Unseemly partisanship and political gridlock inside Congress rules out the possibility of Obamacare being fine-tuned by lawmakers. Instead, House Republicans likely will simply continue to fume, while Democrats will wonder why the administration acted unilaterally without consulting them.
Individuals without Health Insurance: The delay robs employees at medium-sized or larger businesses without insurance of the chance to get coverage through work. Many of them will have the opportunity to purchase affordable health care on one of the new insurance exchanges being set up by states and the federal government, but it’s not clear whether all the exchanges will be up and running on time. And unless they purchase insurance, they are subject to a penalty, even as their employers are being exempted from any penalties for at least the next year.
According to Howard Rosen, an accountant at Conner Ash in St. Louis, individuals should be angry that businesses with 50 or more employees no longer face a monetary penalty for failing to provide insurance to their workers. “That’s not what I expect from a Democratic president,” he said.
The Individual Mandate: The government has admitted it is not prepared for small businesses. How far behind is it on individuals?
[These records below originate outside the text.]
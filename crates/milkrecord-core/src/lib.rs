//! # milkrecord-core: Pure Types for MilkRecord Sync
//!
//! This crate holds the domain model that both the local store and the sync
//! engine agree on. It has zero I/O dependencies.
//!
//! ## Architecture Position
//! ```text
//! ┌─────────────────────────────────────────────────────────────────────────┐
//! │                      MilkRecord Sync Architecture                       │
//! │                                                                         │
//! │  ┌─────────────────────────────────────────────────────────────────┐   │
//! │  │               Route layer (Flask / desktop UI)                  │   │
//! │  │     save customer, record milk collection, sync status ...      │   │
//! │  └─────────────────────────────┬───────────────────────────────────┘   │
//! │                                │                                        │
//! │  ┌─────────────────────────────▼───────────────────────────────────┐   │
//! │  │                milkrecord-sync (write path, sync loop)          │   │
//! │  └─────────────────────────────┬───────────────────────────────────┘   │
//! │                                │                                        │
//! │  ┌─────────────────────────────▼───────────────────────────────────┐   │
//! │  │            ★ milkrecord-core (THIS CRATE) ★                     │   │
//! │  │                                                                 │   │
//! │  │   ┌───────────┐  ┌───────────┐  ┌───────────┐  ┌───────────┐  │   │
//! │  │   │   types   │  │  payload  │  │   money   │  │ validation│  │   │
//! │  │   │ Record<P> │  │  Farmer   │  │   Money   │  │  Validate │  │   │
//! │  │   │SyncStatus │  │  Sale ... │  │  (paise)  │  │   rules   │  │   │
//! │  │   └───────────┘  └───────────┘  └───────────┘  └───────────┘  │   │
//! │  │                                                                 │   │
//! │  │   NO I/O • NO DATABASE • NO NETWORK • PURE FUNCTIONS           │   │
//! │  └─────────────────────────────────────────────────────────────────┘   │
//! └─────────────────────────────────────────────────────────────────────────┘
//! ```
//!
//! ## Modules
//!
//! - [`types`] - Record envelope, record kinds, sync status, sync log, results
//! - [`payload`] - Typed dairy payloads (Farmer, Customer, Sale, ...)
//! - [`money`] - Money type with integer arithmetic in paise
//! - [`error`] - Domain error types
//! - [`validation`] - Payload validation rules
//!
//! ## Example Usage
//!
//! ```rust
//! use milkrecord_core::money::Money;
//!
//! // 2.5 litres at ₹64.00 per litre
//! let rate = Money::from_paise(6400);
//! assert_eq!(rate.times_quantity(2.5).paise(), 16000);
//! ```

// =============================================================================
// Module Declarations
// =============================================================================

pub mod error;
pub mod money;
pub mod payload;
pub mod types;
pub mod validation;

// =============================================================================
// Re-exports for Convenience
// =============================================================================

pub use error::{CoreError, ValidationError};
pub use money::Money;
pub use payload::*;
pub use types::*;
pub use validation::Validate;

// =============================================================================
// Crate-Level Constants
// =============================================================================

/// Walk-in customer name used when a sale has no ledger customer attached.
pub const WALK_IN_CUSTOMER: &str = "Walking Customer";

/// Upper bound for a single milk collection, in litres.
///
/// ## Business Reason
/// Catches a slipped decimal point on the weighing scale (e.g. 1250 instead
/// of 12.50) before it lands in a farmer's balance.
pub const MAX_COLLECTION_LITRES: f64 = 1000.0;

/// Maximum line items allowed in a single sale.
pub const MAX_SALE_ITEMS: usize = 100;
Recent reports do not paint a pretty picture for Obamacare supporters. Many state exchanges aren’t complete, and a recent Government Accountability Office report found that the IRS is similarly unprepared to take the lead in implementation of the law. Add anger over letting businesses off the hook and the prospect for a delay grows.
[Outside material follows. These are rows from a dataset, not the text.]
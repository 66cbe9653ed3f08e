//! # Supabase Remote Store
//!
//! PostgREST adapter. One remote table per [`RecordKind`], one row per
//! record, payload fields flattened next to the envelope columns.
//!
//! ## Wire Shape
//! ```text
//!   local StoredRecord                      remote row (JSON)
//!   ──────────────────                      ─────────────────
//!   id, device_id, version,      ──────►    { "id": ..., "device_id": ...,
//!   created_at, updated_at                    "version": 3,
//!   payload { name, phone, ... }              "sync_status": "synced",
//!                                             "name": ..., "phone": ... }
//! ```
//!
//! - `GET  /rest/v1/{table}?id=eq.{id}&select=*`
//! - `POST /rest/v1/{table}` with `Prefer: resolution=merge-duplicates`

use async_trait::async_trait;
use chrono::{DateTime, Utc};
use milkrecord_core::{Record, RecordKind, StoredRecord, SyncStatus};
use reqwest::{Client, RequestBuilder, Response};
use serde_json::{Map, Value};
use tracing::debug;

use super::RemoteStore;
use crate::config::{parse_http_url, SyncConfig};
use crate::error::{SyncError, SyncResult};

/// Envelope columns. Everything else in a remote row is payload.
const ENVELOPE_COLUMNS: [&str; 6] = [
    "id",
    "device_id",
    "version",
    "sync_status",
    "created_at",
    "updated_at",
];

/// Supabase (PostgREST) implementation of [`RemoteStore`].
#[derive(Debug, Clone)]
pub struct SupabaseRemoteStore {
    client: Client,
    rest_url: String,
    api_key: String,
}

impl SupabaseRemoteStore {
    /// Creates a store for the project at `url`.
    pub fn new(url: &str, api_key: impl Into<String>) -> SyncResult<Self> {
        let api_key = api_key.into();
        if api_key.trim().is_empty() {
            return Err(SyncError::InvalidConfig("Supabase key must not be empty".into()));
        }

        Ok(SupabaseRemoteStore {
            client: Client::builder().build()?,
            rest_url: normalize_rest_url(url)?,
            api_key,
        })
    }

    /// Builds the store from `[remote]`.
    pub fn from_config(config: &SyncConfig) -> SyncResult<Self> {
        match (&config.remote.url, &config.remote.api_key) {
            (Some(url), Some(key)) => Self::new(url, key.clone()),
            _ => Err(SyncError::RemoteNotConfigured),
        }
    }

    fn table_url(&self, kind: RecordKind) -> String {
        format!("{}/{}", self.rest_url, kind.table_name())
    }

    fn authorized(&self, request: RequestBuilder) -> RequestBuilder {
        request
            .header("apikey", &self.api_key)
            .header("Authorization", format!("Bearer {}", self.api_key))
            .header("Accept", "application/json")
    }

    async fn checked(response: Response) -> SyncResult<Response> {
        if response.status().is_success() {
            return Ok(response);
        }

        let status = response.status();
        let body = response.text().await.unwrap_or_default();
        Err(SyncError::RemoteRejected {
            status: status.as_u16(),
            message: if body.is_empty() {
                status.to_string()
            } else {
                body
            },
        })
    }
}

#[async_trait]
impl RemoteStore for SupabaseRemoteStore {
    async fn get(&self, kind: RecordKind, id: &str) -> SyncResult<Option<StoredRecord>> {
        let filter = format!("eq.{}", id);
        let request = self.authorized(
            self.client
                .get(self.table_url(kind))
                .query(&[("id", filter.as_str()), ("select", "*")]),
        );

        let response = Self::checked(request.send().await?).await?;
        let rows: Vec<Value> = response.json().await?;

        rows.into_iter().next().map(row_to_record).transpose()
    }

    async fn upsert(&self, kind: RecordKind, record: &StoredRecord) -> SyncResult<StoredRecord> {
        let row = record_to_row(record)?;
        let request = self.authorized(
            self.client
                .post(self.table_url(kind))
                .header("Prefer", "resolution=merge-duplicates,return=representation")
                .json(&[row]),
        );

        let response = Self::checked(request.send().await?).await?;
        let rows: Vec<Value> = response.json().await?;

        debug!(kind = %kind, id = %record.id, version = record.version, "Remote upsert accepted");

        match rows.into_iter().next() {
            Some(row) => row_to_record(row),
            None => Ok(Record {
                sync_status: SyncStatus::Synced,
                ..record.clone()
            }),
        }
    }

    fn name(&self) -> &'static str {
        "supabase"
    }
}

/// `https://x.supabase.co/` → `https://x.supabase.co/rest/v1`
fn normalize_rest_url(url: &str) -> SyncResult<String> {
    let parsed = parse_http_url(url)?;
    let trimmed = parsed.as_str().trim_end_matches('/');

    if trimmed.ends_with("/rest/v1") {
        Ok(trimmed.to_string())
    } else {
        Ok(format!("{trimmed}/rest/v1"))
    }
}

/// Flattens a record into a remote row. The remote copy is always `synced`.
pub(crate) fn record_to_row(record: &StoredRecord) -> SyncResult<Value> {
    let mut row = match &record.payload {
        Value::Object(fields) => fields.clone(),
        other => {
            return Err(SyncError::InvalidPayload(format!(
                "Payload for {} must be a JSON object, got {}",
                record.id, other
            )))
        }
    };

    for column in ENVELOPE_COLUMNS {
        row.remove(column);
    }

    row.insert("id".into(), Value::String(record.id.clone()));
    row.insert("device_id".into(), Value::String(record.device_id.clone()));
    row.insert("version".into(), Value::from(record.version));
    row.insert(
        "sync_status".into(),
        Value::String(SyncStatus::Synced.as_str().into()),
    );
    row.insert("created_at".into(), Value::String(record.created_at.to_rfc3339()));
    row.insert("updated_at".into(), Value::String(record.updated_at.to_rfc3339()));

    Ok(Value::Object(row))
}

/// Splits a remote row back into envelope and payload.
///
/// A row without `version` reads as version 0 so any local copy wins.
pub(crate) fn row_to_record(row: Value) -> SyncResult<StoredRecord> {
    let Value::Object(mut fields) = row else {
        return Err(SyncError::InvalidRemoteRow("row is not a JSON object".into()));
    };

    let id = match fields.remove("id") {
        Some(Value::String(id)) => id,
        Some(Value::Number(n)) => n.to_string(),
        _ => return Err(SyncError::InvalidRemoteRow("row has no id".into())),
    };

    let device_id = match fields.remove("device_id") {
        Some(Value::String(device)) => device,
        _ => String::new(),
    };

    let version = fields
        .remove("version")
        .and_then(|v| v.as_i64())
        .unwrap_or(0);

    let sync_status = fields
        .remove("sync_status")
        .and_then(|v| v.as_str().and_then(|s| s.parse().ok()))
        .unwrap_or(SyncStatus::Synced);

    let created_at = take_timestamp(&mut fields, "created_at")?;
    let updated_at = take_timestamp(&mut fields, "updated_at")?.or(created_at);
    let now = Utc::now();

    Ok(Record {
        id,
        device_id,
        payload: Value::Object(fields),
        version,
        sync_status,
        created_at: created_at.unwrap_or(now),
        updated_at: updated_at.unwrap_or(now),
    })
}

fn take_timestamp(fields: &mut Map<String, Value>, key: &str) -> SyncResult<Option<DateTime<Utc>>> {
    match fields.remove(key) {
        Some(Value::String(raw)) => DateTime::parse_from_rfc3339(&raw)
            .map(|t| Some(t.with_timezone(&Utc)))
            .map_err(|e| SyncError::InvalidRemoteRow(format!("{key}: {e}"))),
        _ => Ok(None),
    }
}

#[cfg(test)]
mod tests {
    use super::*;
    use serde_json::json;

    fn sample() -> StoredRecord {
        let now = Utc::now();
        Record {
            id: "0190f0d2-0000-7000-8000-000000000001".into(),
            device_id: "device-a".into(),
            payload: json!({"name": "Ramesh", "animal_type": "cow", "balance_paise": 0}),
            version: 3,
            sync_status: SyncStatus::Pending,
            created_at: now,
            updated_at: now,
        }
    }

    #[test]
    fn test_rest_url_normalization() {
        assert_eq!(
            normalize_rest_url("https://project.supabase.co/").unwrap(),
            "https://project.supabase.co/rest/v1"
        );
        assert_eq!(
            normalize_rest_url("https://project.supabase.co/rest/v1").unwrap(),
            "https://project.supabase.co/rest/v1"
        );
        assert!(normalize_rest_url("project.supabase.co").is_err());
    }

    #[test]
    fn test_row_is_flattened_and_marked_synced() {
        let row = record_to_row(&sample()).unwrap();
        assert_eq!(row["name"], "Ramesh");
        assert_eq!(row["version"], 3);
        assert_eq!(row["sync_status"], "synced");
        assert_eq!(row["device_id"], "device-a");
    }

    #[test]
    fn test_payload_cannot_spoof_envelope() {
        let mut record = sample();
        record.payload = json!({"name": "x", "version": 99, "id": "other"});

        let row = record_to_row(&record).unwrap();
        assert_eq!(row["version"], 3);
        assert_eq!(row["id"], record.id.as_str());
    }

    #[test]
    fn test_non_object_payload_is_rejected() {
        let mut record = sample();
        record.payload = json!([1, 2]);
        assert!(matches!(record_to_row(&record), Err(SyncError::InvalidPayload(_))));
    }

    #[test]
    fn test_remote_row_splits_back() {
        let record = sample();
        let back = row_to_record(record_to_row(&record).unwrap()).unwrap();

        assert_eq!(back.id, record.id);
        assert_eq!(back.version, 3);
        assert_eq!(back.sync_status, SyncStatus::Synced);
        assert_eq!(back.payload, record.payload);
    }

    #[test]
    fn test_row_without_version_reads_as_zero() {
        let record = row_to_record(json!({"id": "r1", "name": "Legacy"})).unwrap();
        assert_eq!(record.version, 0);
        assert_eq!(record.payload, json!({"name": "Legacy"}));

        assert!(row_to_record(json!({"name": "no id"})).is_err());
    }

    #[test]
    fn test_from_config_requires_remote() {
        let config = SyncConfig::default();
        assert!(matches!(
            SupabaseRemoteStore::from_config(&config),
            Err(SyncError::RemoteNotConfigured)
        ));
    }
}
“I think in the next 90 days we’ll see that happen. I would expect it right around Labor Day,” Rosen said, referencing the fact that the White House announced the delay during a slow holiday week.
Obama: Health care reform is the president’s signature accomplishment. Without it, his list of accomplishments is alarmingly short.
“The problem the president and the administration is going to have is [explaining] their signature wins," said Peter Hart, a prominent Democratic pollster. "If they end up sort of whittling away health care and then follow that up with whittling away immigration reform, then you think, boy they’ve given away an awful lot for … political peace."
Even if Obamacare does survive, implementation could stretch into the next administration, taking the shine off the accomplishment. Obama might be remember as the man who passed a major health care reform law, but his successor – perhaps Hillary Clinton – could be the one to take credit for implementing it. And if a Republican is elected, it might disappear completely.